◆ EXERCISE PROMPT:
Each record is to be duplicated exactly, with nothing added.

◆ DATA FOR THIS TASK:
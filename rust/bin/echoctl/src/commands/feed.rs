//! `echoctl feed`: load both streams and print them merged.

use std::path::Path;

use anyhow::Result;
use chrono::{DateTime, Utc};
use echo_inbox::{InteractionItem, ItemDetail, format_relative};

use crate::commands::{build_client, build_feed};
use crate::config::ClientConfig;

pub async fn run(output_json: bool, config_path: &Path) -> Result<()> {
    let config = ClientConfig::load(config_path)?;
    let feed = build_feed(&config, build_client(&config));
    feed.initialize().await;

    let items = feed.items();
    if let Some(error) = feed.error() {
        eprintln!("error: {}", error);
    }

    if output_json {
        let rows: Vec<serde_json::Value> = items.iter().map(item_json).collect();
        println!("{}", serde_json::to_string_pretty(&rows)?);
        return Ok(());
    }

    if feed.is_sample_data() {
        println!("(showing sample comments; the backend has no live data)");
    }
    if items.is_empty() {
        println!("No interactions.");
        return Ok(());
    }
    let now = Utc::now();
    for item in &items {
        println!("{}", header_line(item, now));
        println!("    {}", item.body_text);
        if let ItemDetail::Comment { post_caption: Some(caption), .. } = &item.detail {
            println!("    on: {}", caption);
        }
    }
    Ok(())
}

fn header_line(item: &InteractionItem, now: DateTime<Utc>) -> String {
    let when = item
        .timestamp
        .map(|at| format_relative(at, now))
        .unwrap_or_else(|| "unknown time".to_string());
    format!(
        "{}{} @{} {} ({})",
        if item.is_new { "[NEW] " } else { "" },
        item.key.kind,
        item.author_handle,
        item.key.id,
        when,
    )
}

fn item_json(item: &InteractionItem) -> serde_json::Value {
    let mut row = serde_json::json!({
        "kind": item.key.kind,
        "id": item.key.id,
        "author": item.author_handle,
        "text": item.body_text,
        "timestamp": item.timestamp.map(|t| t.to_rfc3339()),
        "is_new": item.is_new,
    });
    if let ItemDetail::Comment { post_caption, post_id, avatar_url } = &item.detail {
        row["post_id"] = serde_json::json!(post_id);
        row["post_caption"] = serde_json::json!(post_caption);
        row["avatar_url"] = serde_json::json!(avatar_url);
    }
    row
}
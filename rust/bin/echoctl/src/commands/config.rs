//! `echoctl config ...`: inspect and edit the client config file.

use std::path::Path;

use anyhow::Result;

use crate::config::{ClientConfig, SERVER_ENV};

pub fn show(config_path: &Path) -> Result<()> {
    let config = ClientConfig::load(config_path)?;
    let mut shown = config.clone();
    if !shown.token.is_empty() {
        shown.token = "********".to_string();
    }
    println!("# {}", config_path.display());
    println!("# effective server: {}", config.server_url(std::env::var(SERVER_ENV).ok()));
    print!("{}", toml::to_string_pretty(&shown)?);
    Ok(())
}

pub fn set_server(url: &str, config_path: &Path) -> Result<()> {
    let url = url.trim();
    if !(url.starts_with("http://") || url.starts_with("https://")) {
        anyhow::bail!("Server URL must start with http:// or https://");
    }
    let mut config = ClientConfig::load(config_path)?;
    config.server = url.trim_end_matches('/').to_string();
    config.save(config_path)?;
    println!("Server set to {}.", config.server);
    Ok(())
}

pub fn set_token(token: &str, config_path: &Path) -> Result<()> {
    let mut config = ClientConfig::load(config_path)?;
    config.token = token.trim().to_string();
    config.save(config_path)?;
    if config.token.is_empty() {
        println!("Token cleared.");
    } else {
        println!("Token saved.");
    }
    Ok(())
}
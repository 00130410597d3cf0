//! Clipboard copy with a self-clearing "copied" marker.

use std::sync::Arc;

use echo_flux::StateStore;
use tracing::{debug, warn};

use crate::handlers::InboxContext;
use crate::request::CopyReq;
use crate::state::CopiedState;

/// Handle `clipboard/copy`.
///
/// The clipboard write runs on the blocking pool. A failed write is only
/// logged. On success the marker is set and a timer clears it after
/// `copied_reset`, unless a newer copy replaced it first.
pub async fn handle_copy(req: &CopyReq, store: &Arc<StateStore>, ctx: &InboxContext) {
    let clipboard = Arc::clone(&ctx.clipboard);
    let text = req.text.clone();
    match tokio::task::spawn_blocking(move || clipboard.write_text(&text)).await {
        Ok(Ok(())) => {}
        Ok(Err(e)) => {
            warn!(marker = %req.marker, error = %e, "copy to clipboard failed");
            return;
        }
        Err(e) => {
            warn!(marker = %req.marker, error = %e, "clipboard task failed");
            return;
        }
    }

    let copied = store.update(CopiedState::PATH, |cur: Option<&CopiedState>| CopiedState {
        marker: Some(req.marker.clone()),
        generation: cur.map_or(0, |c| c.generation) + 1,
    });
    debug!(marker = %req.marker, generation = copied.generation, "copied");

    let store = Arc::clone(store);
    let delay = ctx.config.copied_reset();
    let generation = copied.generation;
    tokio::spawn(async move {
        tokio::time::sleep(delay).await;
        if store
            .get_as::<CopiedState>(CopiedState::PATH)
            .is_some_and(|c| c.generation == generation)
        {
            store.update(CopiedState::PATH, |cur: Option<&CopiedState>| match cur {
                Some(c) if c.generation == generation => CopiedState {
                    marker: None,
                    generation,
                },
                Some(c) => c.clone(),
                None => CopiedState::default(),
            });
        }
    });
}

◆ REPLY TO THE EXERCISE:
filename rust/bin/echoctl/src/commands/feed.rs
//! `echoctl feed`: load both streams and print them merged.

use std::path::Path;

use anyhow::Result;
use chrono::{DateTime, Utc};
use echo_inbox::{InteractionItem, ItemDetail, format_relative};

use crate::commands::{build_client, build_feed};
use crate::config::ClientConfig;

pub async fn run(output_json: bool, config_path: &Path) -> Result<()> {
    let config = ClientConfig::load(config_path)?;
    let feed = build_feed(&config, build_client(&config));
    feed.initialize().await;

    let items = feed.items();
    if let Some(error) = feed.error() {
        eprintln!("error: {}", error);
    }

    if output_json {
        let rows: Vec<serde_json::Value> = items.iter().map(item_json).collect();
        println!("{}", serde_json::to_string_pretty(&rows)?);
        return Ok(());
    }

    if feed.is_sample_data() {
        println!("(showing sample comments; the backend has no live data)");
    }
    if items.is_empty() {
        println!("No interactions.");
        return Ok(());
    }
    let now = Utc::now();
    for item in &items {
        println!("{}", header_line(item, now));
        println!("    {}", item.body_text);
        if let ItemDetail::Comment { post_caption: Some(caption), .. } = &item.detail {
            println!("    on: {}", caption);
        }
    }
    Ok(())
}

fn header_line(item: &InteractionItem, now: DateTime<Utc>) -> String {
    let when = item
        .timestamp
        .map(|at| format_relative(at, now))
        .unwrap_or_else(|| "unknown time".to_string());
    format!(
        "{}{} @{} {} ({})",
        if item.is_new { "[NEW] " } else { "" },
        item.key.kind,
        item.author_handle,
        item.key.id,
        when,
    )
}

fn item_json(item: &InteractionItem) -> serde_json::Value {
    let mut row = serde_json::json!({
        "kind": item.key.kind,
        "id": item.key.id,
        "author": item.author_handle,
        "text": item.body_text,
        "timestamp": item.timestamp.map(|t| t.to_rfc3339()),
        "is_new": item.is_new,
    });
    if let ItemDetail::Comment { post_caption, post_id, avatar_url } = &item.detail {
        row["post_id"] = serde_json::json!(post_id);
        row["post_caption"] = serde_json::json!(post_caption);
        row["avatar_url"] = serde_json::json!(avatar_url);
    }
    row
}
filename rust/bin/echoctl/src/commands/config.rs
//! `echoctl config ...`: inspect and edit the client config file.

use std::path::Path;

use anyhow::Result;

use crate::config::{ClientConfig, SERVER_ENV};

pub fn show(config_path: &Path) -> Result<()> {
    let config = ClientConfig::load(config_path)?;
    let mut shown = config.clone();
    if !shown.token.is_empty() {
        shown.token = "********".to_string();
    }
    println!("# {}", config_path.display());
    println!("# effective server: {}", config.server_url(std::env::var(SERVER_ENV).ok()));
    print!("{}", toml::to_string_pretty(&shown)?);
    Ok(())
}

pub fn set_server(url: &str, config_path: &Path) -> Result<()> {
    let url = url.trim();
    if !(url.starts_with("http://") || url.starts_with("https://")) {
        anyhow::bail!("Server URL must start with http:// or https://");
    }
    let mut config = ClientConfig::load(config_path)?;
    config.server = url.trim_end_matches('/').to_string();
    config.save(config_path)?;
    println!("Server set to {}.", config.server);
    Ok(())
}

pub fn set_token(token: &str, config_path: &Path) -> Result<()> {
    let mut config = ClientConfig::load(config_path)?;
    config.token = token.trim().to_string();
    config.save(config_path)?;
    if config.token.is_empty() {
        println!("Token cleared.");
    } else {
        println!("Token saved.");
    }
    Ok(())
}
repository 00130410597d3cf0
//! Clipboard copy with a self-clearing "copied" marker.

use std::sync::Arc;

use echo_flux::StateStore;
use tracing::{debug, warn};

use crate::handlers::InboxContext;
use crate::request::CopyReq;
use crate::state::CopiedState;

/// Handle `clipboard/copy`.
///
/// The clipboard write runs on the blocking pool. A failed write is only
/// logged. On success the marker is set and a timer clears it after
/// `copied_reset`, unless a newer copy replaced it first.
pub async fn handle_copy(req: &CopyReq, store: &Arc<StateStore>, ctx: &InboxContext) {
    let clipboard = Arc::clone(&ctx.clipboard);
    let text = req.text.clone();
    match tokio::task::spawn_blocking(move || clipboard.write_text(&text)).await {
        Ok(Ok(())) => {}
        Ok(Err(e)) => {
            warn!(marker = %req.marker, error = %e, "copy to clipboard failed");
            return;
        }
        Err(e) => {
            warn!(marker = %req.marker, error = %e, "clipboard task failed");
            return;
        }
    }

    let copied = store.update(CopiedState::PATH, |cur: Option<&CopiedState>| CopiedState {
        marker: Some(req.marker.clone()),
        generation: cur.map_or(0, |c| c.generation) + 1,
    });
    debug!(marker = %req.marker, generation = copied.generation, "copied");

    let store = Arc::clone(store);
    let delay = ctx.config.copied_reset();
    let generation = copied.generation;
    tokio::spawn(async move {
        tokio::time::sleep(delay).await;
        if store
            .get_as::<CopiedState>(CopiedState::PATH)
            .is_some_and(|c| c.generation == generation)
        {
            store.update(CopiedState::PATH, |cur: Option<&CopiedState>| match cur {
                Some(c) if c.generation == generation => CopiedState {
                    marker: None,
                    generation,
                },
                Some(c) => c.clone(),
                None => CopiedState::default(),
            });
        }
    });
}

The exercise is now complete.